The appeal is immediate and obvious. Messer is popular; he was elected congressional class president for the 113th Congress. Messer is policy sharp; he has made education reform his hobbyhorse. Messer is chairman of the Republican policy committee; he is the fifth ranking member of the GOP conference.
Combine those attributes and Messer looks like an ideal speaker candidate. Some, like former Rep. Mark Souder, have dubbed him “a plausible compromise candidate.”
What’s more, Messer would have an opportunity to restore Indiana’s reputation in the speaker’s balcony. The last Indiana speaker was Democrat Rep. Michael Crawford Kerr, who vehemently opposed Republican reconstruction and who died unceremoniously of consumption in office in 1876. In the decade prior, Republican Hoosier Schuyler Colfax had served in the speaker's chair as a vocal opponent of slavery, but after becoming vice president he was later embroiled in the Credit Mobilier bribery scandal and left public life for good.
But Messer isn’t interested in the speaker's seat. “I am not running for speaker,” he tells me definitively over a hearty breakfast at a local diner. “I’m running for U.S. Senate.”
Three significant things are immediately clear from that short statement.
First, political opportunism isn’t driving Messer’s campaign.
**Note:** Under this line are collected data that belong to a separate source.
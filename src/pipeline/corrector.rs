//! Deterministic post-processing of model price estimates.
//!
//! Every quoted range must span exactly $80. The model is asked for this
//! in the prompt, but the guarantee lives here: the minimum is kept (after
//! clamping negatives to zero) and the maximum is recomputed from it.

use tracing::warn;

use crate::models::PriceEstimate;

/// Required width of every quoted price range, in dollars.
pub const PRICE_SPAN_USD: f64 = 80.0;

/// Force the estimate's range to span exactly [`PRICE_SPAN_USD`].
///
/// A negative minimum is clamped to 0 before the maximum is recomputed.
/// Out-of-rubric values are otherwise passed through untouched; only the
/// span is corrected.
pub fn enforce_span(mut estimate: PriceEstimate) -> PriceEstimate {
    if estimate.price_range.min < 0.0 {
        warn!(
            min = estimate.price_range.min,
            "Negative price minimum from model, clamping to 0"
        );
        estimate.price_range.min = 0.0;
    }

    let corrected_max = estimate.price_range.min + PRICE_SPAN_USD;
    if (estimate.price_range.max - corrected_max).abs() > f64::EPSILON {
        warn!(
            min = estimate.price_range.min,
            max = estimate.price_range.max,
            corrected_max,
            "Price range span was not exactly 80, recomputing max"
        );
    }
    estimate.price_range.max = corrected_max;

    estimate
}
When GOP Sen. Dan Coates retired in 2016, as Messer allies are quick to point out, the congressman didn’t jump into the race. He isn’t about to do the same for an off-chance at becoming the speaker.
Second, the race won’t narrow anytime soon. With four months to go before the primary, the contest has been dominated by two other big names besides Messer: Rep. Todd Rokita, and businessman Mike Braun. Hopes that Messer would drop out amount to little more than the competition’s wishful thinking.
Third, Indiana will have to wait a little longer before another of its sons occupies the top legislative job.